Marie-Claude Gaudel (born 1946) is a French computer scientist. She is a professor emerita at the University of Paris-Sud. She helped develop PLUSS language for software specifications and was involved in both theoretical and applied computer science. Gaudel is still active in professional societies.

==Early life and education==
Marie-Claude Gaudel was born in 1946 in Nancy, France, into a family of scientists and mathematicians. She attended the University of Nancy and graduated with a Masters in Mathematics and Fundamental Applications in 1968. She obtained three more degrees from the University of Nancy: a DEA of Mathematics in 1969, a Postgraduate Doctorate in Computer Science in 1971, and a Doctorate of State in 1980.

==Career==
In 1973, while still studying at the University of Nancy, Gaudel began working as a researcher at the French Institute for Research in Computer Science and Automation (INRIA). From 1981 to the beginning of 1984, Gaudel managed the Software Engineering group at the industrial research centre of Alcatel-Alsthom in Marcoussis, France.
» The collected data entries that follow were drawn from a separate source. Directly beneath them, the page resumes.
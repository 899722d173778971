use ratatui::{layout::Rect, Frame};

use crate::{ui, App, AppScreen};

/// A UI Screen boundary: renders its body and names its keys
pub trait Screen {
    fn render(&self, app: &App, f: &mut Frame, area: Rect);
    fn help(&self) -> &'static str;
}

pub struct DashboardScreen;

impl Screen for DashboardScreen {
    fn render(&self, app: &App, f: &mut Frame, area: Rect) {
        ui::dashboard::render_dashboard(app, f, area);
    }

    fn help(&self) -> &'static str {
        "←/→ day | (t)oday | Tab shift | (e)dit | (p)ush | s(y)nc | (b)ell | (c)heck | (q)uit"
    }
}

pub struct EditorScreen;

impl Screen for EditorScreen {
    fn render(&self, app: &App, f: &mut Frame, area: Rect) {
        ui::editor::render_editor(app, f, area);
    }

    fn help(&self) -> &'static str {
        "↑↓ select  [ ] start  - + end  S/E/n type  a add  d del  x lesson  o day  s save  Esc"
    }
}

pub fn current_screen(screen: AppScreen) -> Box<dyn Screen> {
    match screen {
        AppScreen::Dashboard => Box::new(DashboardScreen),
        AppScreen::Editor => Box::new(EditorScreen),
    }
}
In 1984, she became a professor at the University of Paris-Sud at Orsay. Her work there focused on software testing, particularly testing based on formal specifications.
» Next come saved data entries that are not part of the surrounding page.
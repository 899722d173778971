//! Live status of the selected day and shift.
//!
//! Lessons are half-open intervals `[start, end)`: at the exact minute one
//! lesson ends and the next begins, the later lesson is the active one, and the
//! end of the last lesson already counts as after hours.

use chrono::{NaiveDate, NaiveDateTime};

use crate::schedule::Lesson;

#[derive(Debug, Clone, Copy, PartialEq, Eq, Hash, strum_macros::Display)]
pub enum StatusKind {
    #[strum(to_string = "Day off")]
    DayOff,
    #[strum(to_string = "No lessons")]
    NoLessons,
    #[strum(to_string = "Not started")]
    BeforeHours,
    #[strum(to_string = "Lesson")]
    InLesson,
    #[strum(to_string = "Break")]
    InBreak,
    #[strum(to_string = "Finished")]
    AfterHours,
}

#[derive(Debug, Clone, PartialEq, Eq)]
pub struct Status {
    pub kind: StatusKind,
    pub text: String,
    pub active_lesson_id: Option<String>,
}

impl Status {
    fn of(kind: StatusKind) -> Self {
        Self {
            kind,
            text: kind.to_string(),
            active_lesson_id: None,
        }
    }

    fn in_lesson(lesson: &Lesson) -> Self {
        Self {
            kind: StatusKind::InLesson,
            text: lesson.name.clone(),
            active_lesson_id: Some(lesson.id.clone()),
        }
    }
}

struct Interval<'a> {
    start: NaiveDateTime,
    end: NaiveDateTime,
    lesson: &'a Lesson,
}

/// Classifies `now` against the lessons of one shift on `today`.
///
/// Disabled lessons and lessons whose times do not parse or do not end after
/// they start take no part in the evaluation. When nothing usable remains the result is
/// [`StatusKind::NoLessons`]. Input order does not matter; ties on start time
/// keep list order.
pub fn evaluate(
    lessons: &[Lesson],
    day_is_active: bool,
    now: NaiveDateTime,
    today: NaiveDate,
) -> Status {
    if !day_is_active {
        return Status::of(StatusKind::DayOff);
    }

    let mut intervals: Vec<Interval> = lessons
        .iter()
        .filter(|l| l.is_active && l.is_valid())
        .filter_map(|lesson| {
            Some(Interval {
                start: lesson.start()?.on(today),
                end: lesson.end()?.on(today),
                lesson,
            })
        })
        .collect();

    if intervals.is_empty() {
        return Status::of(StatusKind::NoLessons);
    }

    intervals.sort_by_key(|iv| iv.start);

    let first_start = intervals[0].start;
    let last_end = intervals.iter().map(|iv| iv.end).max().unwrap_or(first_start);

    if now >= last_end {
        return Status::of(StatusKind::AfterHours);
    }
    if now < first_start {
        return Status::of(StatusKind::BeforeHours);
    }

    intervals
        .iter()
        .find(|iv| iv.start <= now && now < iv.end)
        .map(|iv| Status::in_lesson(iv.lesson))
        .unwrap_or_else(|| Status::of(StatusKind::InBreak))
}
In the 1980s and 1990s, Gaudel helped to develop the PLUSS language, which is used for software specifications, and the ASSPEGIQUE specification environment. She worked on the theoretical and practical side of computer science, developing a theory of software testing, formal testing, and applying her insights to real-world industrial problems. Her research group also developed the LOFT system for selecting test data.

In the 2000s, Gaudel worked on three main projects. She tested software specified in the Circus language with researchers from the University of York, researched approximate software verification, and developed algorithms for random software testing and analysis.

Gaudel retired from the University of Paris-Sud in March 2007 but continues to be a member of a number of programme committees, including serving as chair for several conferences on formal testing. She edits for the journals The Science of Computer Programming and Formal Aspects of Computing and continues to be active in the scientific community.

==Awards and honors==
- Doctor Honoris Causa from EPFL, Switzerland, 1995
- Silver Medal of the CNRS, 1996
- Knight of the Legion of Honour, 2011
- Honorary Member of the Société Informatique de France, 2013
- Doctor Honoris Causa from the University of York, England, 2013

==Selected publications==
Gaudel has authored or co-authored numerous publications during her time at the University of Paris-Sud and since retirement. Some of the most cited ones are listed below:
- G. Bernot, M.-C. Gaudel and B. Marre. (1991): "Software Testing Based on Formal Specifications: A theory and a tool," Software Engineering Journal, vol. 9, no. 6, pp. 387–405.
- M.-C. Gaudel. (1995): "Testing can be formal, too", Colloquium on Trees in Algebra and Programming, pp. 82–96.
- L. Bougé, N. Choquet, L. Fribourg, and M.-C. Gaudel. (1986): "Test sets generation from algebraic specifications using logic programming", Journal of Systems and Software, vol. 6, no. 4, pp. 343–360.